**TASK TO CARRY OUT**:
Please return every line of the records below that holds the word "expected".

** Opening GIVEN DATA block **

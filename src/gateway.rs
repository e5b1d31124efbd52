//! Request orchestration: admission, validation, sandboxed normalization,
//! and backend dispatch, in that order. The gateway owns no policy of its
//! own beyond sequencing; each stage rejects with its own error kind so
//! callers can distinguish throttling from malicious input from backend
//! trouble.

use crate::config::GatewayConfig;
use crate::error::{GwError, GwResult};
use crate::rate_limit::SlidingWindowRateLimiter;
use crate::registry::BackendRegistry;
use crate::sandbox::SandboxExecutor;
use crate::supervisor::ResourceStats;
use crate::validator::{self, AudioMetadata};
use crate::wav;

/// MIME types accepted at the front door. `application/octet-stream` is
/// allowed through because the magic-number check still applies.
const ALLOWED_MIME_TYPES: &[&str] = &[
    "audio/wav",
    "audio/x-wav",
    "audio/wave",
    "audio/mpeg",
    "audio/mp3",
    "audio/mp4",
    "audio/ogg",
    "audio/flac",
    "audio/x-flac",
    "audio/webm",
    "audio/aac",
    "audio/m4a",
    "audio/x-m4a",
    "audio/opus",
    "audio/vorbis",
    "audio/speex",
    "audio/amr",
    "audio/3gpp",
    "audio/3gpp2",
    "application/octet-stream",
];

/// Leading-byte signatures of the accepted audio containers.
const AUDIO_MAGIC_NUMBERS: &[&[u8]] = &[
    b"RIFF",
    b"ID3",
    b"\xff\xfb",
    b"\xff\xf3",
    b"\xff\xf2",
    b"fLaC",
    b"OggS",
    b"\x00\x00\x00\x20ftypM4A",
    b"\x00\x00\x00\x18ftyp",
    b"\x1a\x45\xdf\xa3",
    b"#!AMR",
];

const MAX_FILENAME_LEN: usize = 255;

#[derive(Debug, Clone)]
pub struct GatewayRequest {
    pub audio: Vec<u8>,
    pub mime_type: Option<String>,
    pub filename: Option<String>,
    pub backend: Option<String>,
    pub client_id: String,
}

#[derive(Debug, serde::Serialize)]
pub struct GatewayResponse {
    pub text: String,
    pub backend_used: String,
    pub fallback_used: bool,
    pub metadata: AudioMetadata,
    pub sandbox_stats: ResourceStats,
    pub sanitized_filename: Option<String>,
    pub completed_at_rfc3339: String,
}

pub struct Gateway {
    config: GatewayConfig,
    limiter: SlidingWindowRateLimiter,
    sandbox: SandboxExecutor,
    registry: BackendRegistry,
}

impl Gateway {
    #[must_use]
    pub fn new(config: GatewayConfig) -> Self {
        let limiter = SlidingWindowRateLimiter::new(
            config.max_requests_per_minute,
            config.max_requests_per_hour,
        );
        let sandbox = SandboxExecutor::new(config.sandbox.clone());
        let mut registry = BackendRegistry::new(&config.default_backend);
        // The end-to-end request timeout bounds the recognition step, by far
        // the longest stage.
        let backend_config = serde_json::json!({"timeout_secs": config.request_timeout_secs});
        for name in registry.known_backends() {
            registry.set_config(&name, backend_config.clone());
        }
        Self {
            config,
            limiter,
            sandbox,
            registry,
        }
    }

    pub fn handle(&self, request: &GatewayRequest) -> GwResult<GatewayResponse> {
        self.limiter
            .is_allowed(&request.client_id)
            .map_err(GwError::admission)?;

        if request.audio.is_empty() {
            return Err(GwError::validation("empty audio payload"));
        }
        if request.audio.len() as u64 > self.config.max_file_size_bytes {
            return Err(GwError::validation(format!(
                "file size {} exceeds limit of {} bytes",
                request.audio.len(),
                self.config.max_file_size_bytes
            )));
        }

        check_mime(request.mime_type.as_deref(), &request.audio)?;

        let verdict = validator::validate(&request.audio);
        if !verdict.valid {
            return Err(GwError::validation(
                verdict.reason.unwrap_or_else(|| "validation failed".to_owned()),
            ));
        }
        let metadata = verdict.metadata;

        let outcome = self.sandbox.normalize(&request.audio, &request.client_id)?;
        let (samples, sample_rate) = wav::parse_mono16(&outcome.output)?;

        let transcription =
            self.registry
                .transcribe(&samples, sample_rate, request.backend.as_deref())?;

        tracing::info!(
            client = %request.client_id,
            backend = %transcription.backend_used,
            fallback = transcription.fallback_used,
            bytes = request.audio.len(),
            "request complete"
        );
        Ok(GatewayResponse {
            text: transcription.text,
            backend_used: transcription.backend_used,
            fallback_used: transcription.fallback_used,
            metadata,
            sandbox_stats: outcome.stats,
            sanitized_filename: request.filename.as_deref().map(sanitize_filename),
            completed_at_rfc3339: chrono::Utc::now().to_rfc3339(),
        })
    }

    /// Validation-only entry point: no admission cost, no sandbox run.
    pub fn validate_only(&self, audio: &[u8]) -> validator::ValidationVerdict {
        validator::validate(audio)
    }

    #[must_use]
    pub fn available_backends(&self) -> Vec<String> {
        self.registry.list_available()
    }

    #[must_use]
    pub fn known_backends(&self) -> Vec<String> {
        self.registry.known_backends()
    }
}

/// Declared MIME type must be on the allow-list when present, and the
/// payload must open with a recognized audio signature either way.
fn check_mime(mime_type: Option<&str>, audio: &[u8]) -> GwResult<()> {
    if let Some(mime) = mime_type {
        let mime = mime
            .split(';')
            .next()
            .unwrap_or(mime)
            .trim()
            .to_ascii_lowercase();
        if !ALLOWED_MIME_TYPES.contains(&mime.as_str()) {
            return Err(GwError::validation(format!(
                "MIME type not allowed: {mime}"
            )));
        }
    }
    if !has_audio_magic(audio) {
        return Err(GwError::validation(
            "file does not match any known audio format signature",
        ));
    }
    Ok(())
}

fn has_audio_magic(audio: &[u8]) -> bool {
    AUDIO_MAGIC_NUMBERS
        .iter()
        .any(|magic| audio.starts_with(magic))
        // ftyp containers vary in the leading size field.
        || (audio.len() >= 8 && &audio[4..8] == b"ftyp")
}

/// Strip path components and shell-relevant characters from a client
/// supplied filename.
#[must_use]
pub fn sanitize_filename(filename: &str) -> String {
    let base = filename
        .rsplit(['/', '\\'])
        .next()
        .unwrap_or(filename);
    let mut cleaned: String = base
        .chars()
        .filter(|c| c.is_alphanumeric() || matches!(c, '.' | '-' | '_' | ' '))
        .collect();
    while cleaned.starts_with('.') {
        cleaned.remove(0);
    }
    if cleaned.len() > MAX_FILENAME_LEN {
        cleaned.truncate(MAX_FILENAME_LEN);
    }
    if cleaned.is_empty() {
        "unnamed_file".to_owned()
    } else {
        cleaned
    }
}

#[cfg(test)]
mod tests {
    use super::*;
    use crate::config::GatewayConfig;

    fn wav_bytes() -> Vec<u8> {
        wav::write_mono16(&vec![0i16; 16_000], 16_000)
    }

    #[test]
    fn mime_allow_list_accepts_declared_audio() {
        assert!(check_mime(Some("audio/wav"), &wav_bytes()).is_ok());
        assert!(check_mime(Some("AUDIO/WAV"), &wav_bytes()).is_ok());
        assert!(check_mime(Some("audio/ogg; codecs=opus"), b"OggS....").is_ok());
        assert!(check_mime(None, &wav_bytes()).is_ok());
    }

    #[test]
    fn mime_allow_list_rejects_non_audio() {
        let err = check_mime(Some("text/html"), &wav_bytes()).unwrap_err();
        assert!(err.to_string().contains("MIME"), "got: {err}");
    }

    #[test]
    fn magic_number_is_required_even_for_octet_stream() {
        let err = check_mime(Some("application/octet-stream"), b"<?php echo").unwrap_err();
        assert!(err.to_string().contains("signature"), "got: {err}");
    }

    #[test]
    fn ftyp_containers_pass_the_magic_check() {
        let mut m4a = vec![0x00, 0x00, 0x00, 0x1c];
        m4a.extend_from_slice(b"ftypM4A ");
        assert!(has_audio_magic(&m4a));
    }

    #[test]
    fn sanitize_strips_path_traversal() {
        assert_eq!(sanitize_filename("../../etc/passwd"), "passwd");
        assert_eq!(sanitize_filename("..\\..\\boot.ini"), "boot.ini");
        assert_eq!(sanitize_filename("/var/tmp/clip.wav"), "clip.wav");
    }

    #[test]
    fn sanitize_removes_shell_characters_and_leading_dots() {
        assert_eq!(sanitize_filename("a;rm -rf$(x).wav"), "arm -rfx.wav");
        assert_eq!(sanitize_filename(".hidden.wav"), "hidden.wav");
        assert_eq!(sanitize_filename("..."), "unnamed_file");
    }

    #[test]
    fn sanitize_caps_length() {
        let long = format!("{}.wav", "a".repeat(400));
        assert_eq!(sanitize_filename(&long).len(), MAX_FILENAME_LEN);
    }

    #[test]
    fn empty_payload_is_rejected_before_any_other_work() {
        let gateway = Gateway::new(GatewayConfig::default());
        let request = GatewayRequest {
            audio: Vec::new(),
            mime_type: None,
            filename: None,
            backend: None,
            client_id: "t".to_owned(),
        };
        let err = gateway.handle(&request).unwrap_err();
        assert!(err.to_string().contains("empty"), "got: {err}");
    }

    #[test]
    fn oversize_payload_is_rejected() {
        let config = GatewayConfig {
            max_file_size_bytes: 1024,
            ..GatewayConfig::default()
        };
        let gateway = Gateway::new(config);
        let request = GatewayRequest {
            audio: wav_bytes(),
            mime_type: None,
            filename: None,
            backend: None,
            client_id: "t".to_owned(),
        };
        let err = gateway.handle(&request).unwrap_err();
        assert!(matches!(err, GwError::ValidationFailed { .. }));
        assert!(err.to_string().contains("exceeds"), "got: {err}");
    }

    #[test]
    fn rate_limited_client_gets_admission_error() {
        let config = GatewayConfig {
            max_requests_per_minute: 1,
            ..GatewayConfig::default()
        };
        let gateway = Gateway::new(config);
        let request = GatewayRequest {
            audio: b"%PDF-1.4 not audio".to_vec(),
            mime_type: None,
            filename: None,
            backend: None,
            client_id: "greedy".to_owned(),
        };
        // First request burns the allowance (it fails validation but the
        // admission slot is consumed first).
        let _ = gateway.handle(&request);
        let err = gateway.handle(&request).unwrap_err();
        assert!(matches!(err, GwError::AdmissionRejected { .. }), "got: {err:?}");
    }

    #[test]
    fn embedded_executable_is_rejected_with_validator_reason() {
        let gateway = Gateway::new(GatewayConfig::default());
        let mut audio = wav_bytes();
        let insert_at = audio.len() / 2;
        audio[insert_at..insert_at + 4].copy_from_slice(b"\x7fELF");
        let request = GatewayRequest {
            audio,
            mime_type: Some("audio/wav".to_owned()),
            filename: None,
            backend: None,
            client_id: "t".to_owned(),
        };
        let err = gateway.handle(&request).unwrap_err();
        assert!(matches!(err, GwError::ValidationFailed { .. }));
        assert!(err.to_string().contains("suspicious"), "got: {err}");
    }
}
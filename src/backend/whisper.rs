//! whisper.cpp CLI backend.
//!
//! Runs `whisper-cli` against the scratch WAV with JSON output enabled and
//! reads the transcript from the emitted `.json` artifact.

use std::time::Duration;

use serde_json::Value;

use crate::error::{GwError, GwResult};
use crate::supervisor::command_exists;

use super::{TranscriptionBackend, config_str, config_timeout, resolve_binary, scratch_wav};

const DEFAULT_BIN: &str = "whisper-cli";

pub struct WhisperBackend {
    binary: String,
    model: Option<String>,
    language: Option<String>,
    timeout: Duration,
}

impl WhisperBackend {
    #[must_use]
    pub fn new(config: &Value) -> Self {
        Self {
            binary: resolve_binary("STT_WHISPER_BIN", config, DEFAULT_BIN),
            model: config_str(config, "model"),
            language: config_str(config, "language"),
            timeout: config_timeout(config),
        }
    }

    fn build_args(&self, wav_path: &str, output_prefix: &str) -> Vec<String> {
        let mut args = vec![
            "-f".to_owned(),
            wav_path.to_owned(),
            "-of".to_owned(),
            output_prefix.to_owned(),
            "-oj".to_owned(),
        ];
        if let Some(model) = &self.model {
            args.push("-m".to_owned());
            args.push(model.clone());
        }
        if let Some(language) = &self.language {
            args.push("-l".to_owned());
            args.push(language.clone());
        }
        args
    }
}

impl TranscriptionBackend for WhisperBackend {
    fn name(&self) -> &'static str {
        "whisper"
    }

    fn check_availability(&self) -> bool {
        command_exists(&self.binary)
    }

    fn transcribe_raw(&self, samples: &[i16], sample_rate: u32) -> GwResult<String> {
        let (work_dir, wav_path) = scratch_wav(samples, sample_rate)?;
        let output_prefix = work_dir.path().join("output");
        let args = self.build_args(
            &wav_path.to_string_lossy(),
            &output_prefix.to_string_lossy(),
        );

        super::run_backend_cli(&self.binary, &args, self.timeout).map_err(|error| {
            GwError::TranscriptionFailed {
                backend: "whisper".to_owned(),
                reason: error.to_string(),
            }
        })?;

        let json_path = work_dir.path().join("output.json");
        let raw: Value = serde_json::from_str(&std::fs::read_to_string(&json_path).map_err(
            |_| GwError::TranscriptionFailed {
                backend: "whisper".to_owned(),
                reason: "expected JSON artifact was not produced".to_owned(),
            },
        )?)?;

        Ok(extract_transcript(&raw))
    }
}

/// Top-level `text` when present, otherwise the concatenated segment texts
/// under `transcription`.
fn extract_transcript(raw: &Value) -> String {
    if let Some(text) = raw.get("text").and_then(Value::as_str)
        && !text.trim().is_empty()
    {
        return text.trim().to_owned();
    }
    raw.get("transcription")
        .and_then(Value::as_array)
        .map(|segments| {
            segments
                .iter()
                .filter_map(|seg| seg.get("text").and_then(Value::as_str))
                .map(str::trim)
                .filter(|t| !t.is_empty())
                .collect::<Vec<_>>()
                .join(" ")
        })
        .unwrap_or_default()
}
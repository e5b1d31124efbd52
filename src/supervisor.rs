//! Subprocess supervision with resource ceilings.
//!
//! Runs an external command with stdin fed from memory, polls
//! `/proc/<pid>` every 100ms for resident memory and CPU time, and
//! terminates the child as soon as any ceiling is crossed. OS-level
//! backstops (`nice`, `prlimit`) are prepended to the argv when those
//! binaries are on PATH, so a breach is caught even between polls.

use std::io::Write;
use std::process::{Command, Stdio};
use std::thread;
use std::time::{Duration, Instant};

use crate::error::{GwError, GwResult};

const POLL_INTERVAL: Duration = Duration::from_millis(100);
const TERM_GRACE: Duration = Duration::from_millis(500);
const PIPE_DRAIN_TIMEOUT: Duration = Duration::from_millis(200);

/// Clock ticks per second assumed for `/proc/<pid>/stat` CPU fields.
const CLK_TCK: u64 = 100;

#[must_use]
pub fn command_exists(program: &str) -> bool {
    which::which(program).is_ok()
}

/// Ceilings enforced on a supervised child process.
#[derive(Debug, Clone, Copy)]
pub struct ResourceLimits {
    pub max_memory_mb: u64,
    pub max_cpu_seconds: u64,
    pub timeout: Duration,
}

/// Peak usage observed while the child ran.
#[derive(Debug, Clone, Copy, Default, serde::Serialize)]
pub struct ResourceStats {
    pub peak_memory_mb: u64,
    pub cpu_seconds: u64,
    pub wall_ms: u64,
}

#[derive(Debug)]
pub struct SupervisedOutput {
    pub stdout: Vec<u8>,
    pub stderr: Vec<u8>,
    pub stats: ResourceStats,
}

#[derive(Debug, Clone, Copy, PartialEq, Eq)]
pub enum LimitBreached {
    Memory,
    Cpu,
    WallClock,
}

impl LimitBreached {
    fn describe(self, limits: &ResourceLimits) -> String {
        match self {
            Self::Memory => format!("memory limit exceeded ({} MB)", limits.max_memory_mb),
            Self::Cpu => format!("CPU time limit exceeded ({} s)", limits.max_cpu_seconds),
            Self::WallClock => {
                format!("timeout after {} s", limits.timeout.as_secs())
            }
        }
    }
}

/// Decide whether observed usage crosses any ceiling. Pure, so the policy
/// is testable without spawning processes.
#[must_use]
pub fn limit_breached(
    memory_mb: u64,
    cpu_seconds: u64,
    elapsed: Duration,
    limits: &ResourceLimits,
) -> Option<LimitBreached> {
    if memory_mb > limits.max_memory_mb {
        return Some(LimitBreached::Memory);
    }
    if cpu_seconds > limits.max_cpu_seconds {
        return Some(LimitBreached::Cpu);
    }
    if elapsed >= limits.timeout {
        return Some(LimitBreached::WallClock);
    }
    None
}

/// Build the effective argv, prepending `nice` and `prlimit` backstops when
/// available. Returns `(program, args)`.
#[must_use]
pub(crate) fn launch_argv(
    program: &str,
    args: &[String],
    limits: &ResourceLimits,
    have_nice: bool,
    have_prlimit: bool,
) -> (String, Vec<String>) {
    let mut argv: Vec<String> = Vec::new();
    if have_nice {
        argv.extend(["-n".to_owned(), "10".to_owned()]);
        if have_prlimit {
            argv.push("prlimit".to_owned());
        }
    }
    if have_prlimit {
        argv.push(format!("--as={}", limits.max_memory_mb * 1024 * 1024));
        // One extra second so the poller normally reports the breach first.
        argv.push(format!("--cpu={}", limits.max_cpu_seconds + 1));
        argv.push("--".to_owned());
    }
    argv.push(program.to_owned());
    argv.extend(args.iter().cloned());

    let launcher = if have_nice {
        "nice".to_owned()
    } else if have_prlimit {
        // argv currently starts with the prlimit options.
        return ("prlimit".to_owned(), argv);
    } else {
        let head = argv.remove(0);
        return (head, argv);
    };
    (launcher, argv)
}

/// Run `program` with `stdin_data` on its stdin, under the given ceilings.
pub fn supervise(
    program: &str,
    args: &[String],
    stdin_data: Vec<u8>,
    limits: &ResourceLimits,
) -> GwResult<SupervisedOutput> {
    if !command_exists(program) {
        return Err(GwError::CommandMissing {
            command: program.to_owned(),
        });
    }

    let (launcher, argv) = launch_argv(
        program,
        args,
        limits,
        command_exists("nice"),
        command_exists("prlimit"),
    );
    let rendered = format!("{} {}", launcher, argv.join(" "));
    tracing::debug!(command = %rendered, "supervising subprocess");

    let mut child = Command::new(&launcher)
        .args(&argv)
        .stdin(Stdio::piped())
        .stdout(Stdio::piped())
        .stderr(Stdio::piped())
        .spawn()?;
    let started_at = Instant::now();
    let pid = child.id();

    let mut stdin_pipe = child.stdin.take().expect("stdin piped");
    let mut stdout_pipe = child.stdout.take().expect("stdout piped");
    let mut stderr_pipe = child.stderr.take().expect("stderr piped");

    // Writer thread: the child may exit before consuming all input, so a
    // broken pipe here is expected and ignored.
    thread::spawn(move || {
        let _ = stdin_pipe.write_all(&stdin_data);
        drop(stdin_pipe);
    });

    let (stdout_tx, stdout_rx) = std::sync::mpsc::channel();
    let (stderr_tx, stderr_rx) = std::sync::mpsc::channel();

    thread::spawn(move || {
        use std::io::Read;
        let mut buf = Vec::new();
        let _ = stdout_pipe.read_to_end(&mut buf);
        let _ = stdout_tx.send(buf);
    });

    thread::spawn(move || {
        use std::io::Read;
        let mut buf = Vec::new();
        let _ = stderr_pipe.read_to_end(&mut buf);
        let _ = stderr_tx.send(buf);
    });

    let mut stats = ResourceStats::default();

    loop {
        if let Some(status) = child.try_wait()? {
            stats.wall_ms = saturating_ms(started_at.elapsed());
            let stdout = stdout_rx.recv_timeout(PIPE_DRAIN_TIMEOUT).unwrap_or_default();
            let stderr = stderr_rx.recv_timeout(PIPE_DRAIN_TIMEOUT).unwrap_or_default();
            if !status.success() {
                return Err(GwError::from_process_exit(
                    &rendered,
                    status.code().unwrap_or(-1),
                    &String::from_utf8_lossy(&stderr),
                ));
            }
            return Ok(SupervisedOutput {
                stdout,
                stderr,
                stats,
            });
        }

        if let Some(memory_mb) = read_rss_mb(pid) {
            stats.peak_memory_mb = stats.peak_memory_mb.max(memory_mb);
        }
        if let Some(cpu) = read_cpu_seconds(pid) {
            stats.cpu_seconds = stats.cpu_seconds.max(cpu);
        }

        if let Some(breach) = limit_breached(
            stats.peak_memory_mb,
            stats.cpu_seconds,
            started_at.elapsed(),
            limits,
        ) {
            let reason = breach.describe(limits);
            tracing::warn!(pid, %reason, "terminating supervised subprocess");
            terminate(&mut child, pid);
            // Drain readers so their threads exit.
            let _ = stdout_rx.recv_timeout(PIPE_DRAIN_TIMEOUT);
            let _ = stderr_rx.recv_timeout(PIPE_DRAIN_TIMEOUT);
            return Err(GwError::ResourceLimit { breach, reason });
        }

        thread::sleep(POLL_INTERVAL);
    }
}

/// Graceful SIGTERM via the `kill` binary, escalating to SIGKILL after a
/// short grace window.
fn terminate(child: &mut std::process::Child, pid: u32) {
    if command_exists("kill") {
        let _ = Command::new("kill")
            .args(["-TERM", &pid.to_string()])
            .status();
        let deadline = Instant::now() + TERM_GRACE;
        while Instant::now() < deadline {
            if matches!(child.try_wait(), Ok(Some(_))) {
                return;
            }
            thread::sleep(Duration::from_millis(20));
        }
    }
    let _ = child.kill();
    let _ = child.wait();
}

/// Resident set size of `pid` in MB, from `/proc/<pid>/status` VmRSS.
fn read_rss_mb(pid: u32) -> Option<u64> {
    let status = std::fs::read_to_string(format!("/proc/{pid}/status")).ok()?;
    let line = status.lines().find(|line| line.starts_with("VmRSS:"))?;
    let kb: u64 = line.split_whitespace().nth(1)?.parse().ok()?;
    Some(kb / 1024)
}

/// Cumulative user+system CPU seconds of `pid`, from `/proc/<pid>/stat`.
fn read_cpu_seconds(pid: u32) -> Option<u64> {
    let stat = std::fs::read_to_string(format!("/proc/{pid}/stat")).ok()?;
    // The comm field may contain spaces; fields 14/15 are counted from the
    // closing paren.
    let after_comm = stat.rsplit_once(')')?.1;
    let fields: Vec<&str> = after_comm.split_whitespace().collect();
    let utime: u64 = fields.get(11)?.parse().ok()?;
    let stime: u64 = fields.get(12)?.parse().ok()?;
    Some((utime + stime) / CLK_TCK)
}

fn saturating_ms(duration: Duration) -> u64 {
    duration.as_millis().try_into().unwrap_or(u64::MAX)
}
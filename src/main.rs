use clap::Parser;

use stt_gateway::cli::{Cli, Command};
use stt_gateway::{Gateway, GatewayConfig, GatewayRequest, GwResult};

fn main() {
    stt_gateway::logging::init();

    if let Err(error) = run() {
        eprintln!("error: {error}");
        std::process::exit(1);
    }
}

fn run() -> GwResult<()> {
    let cli = Cli::parse();

    match cli.command {
        Command::Transcribe(args) => {
            let audio = std::fs::read(&args.input)?;
            let filename = args
                .input
                .file_name()
                .map(|name| name.to_string_lossy().into_owned());
            let gateway = Gateway::new(GatewayConfig::from_env());
            let response = gateway.handle(&GatewayRequest {
                audio,
                mime_type: args.mime_type,
                filename,
                backend: args.backend,
                client_id: args.client_id,
            })?;

            if args.json {
                println!("{}", serde_json::to_string_pretty(&response)?);
            } else {
                println!("{}", response.text);
            }
            Ok(())
        }
        Command::Validate(args) => {
            let audio = std::fs::read(&args.input)?;
            let gateway = Gateway::new(GatewayConfig::from_env());
            let verdict = gateway.validate_only(&audio);
            println!("{}", serde_json::to_string_pretty(&verdict)?);
            if !verdict.valid {
                std::process::exit(1);
            }
            Ok(())
        }
        Command::Backends => {
            let gateway = Gateway::new(GatewayConfig::from_env());
            let payload = serde_json::json!({
                "known": gateway.known_backends(),
                "available": gateway.available_backends(),
            });
            println!("{}", serde_json::to_string_pretty(&payload)?);
            Ok(())
        }
    }
}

** Closing GIVEN DATA block **

**OUTPUT BELOW**:
                reason: "expected JSON artifact was not produced".to_owned(),
    // broken pipe here is expected and ignored.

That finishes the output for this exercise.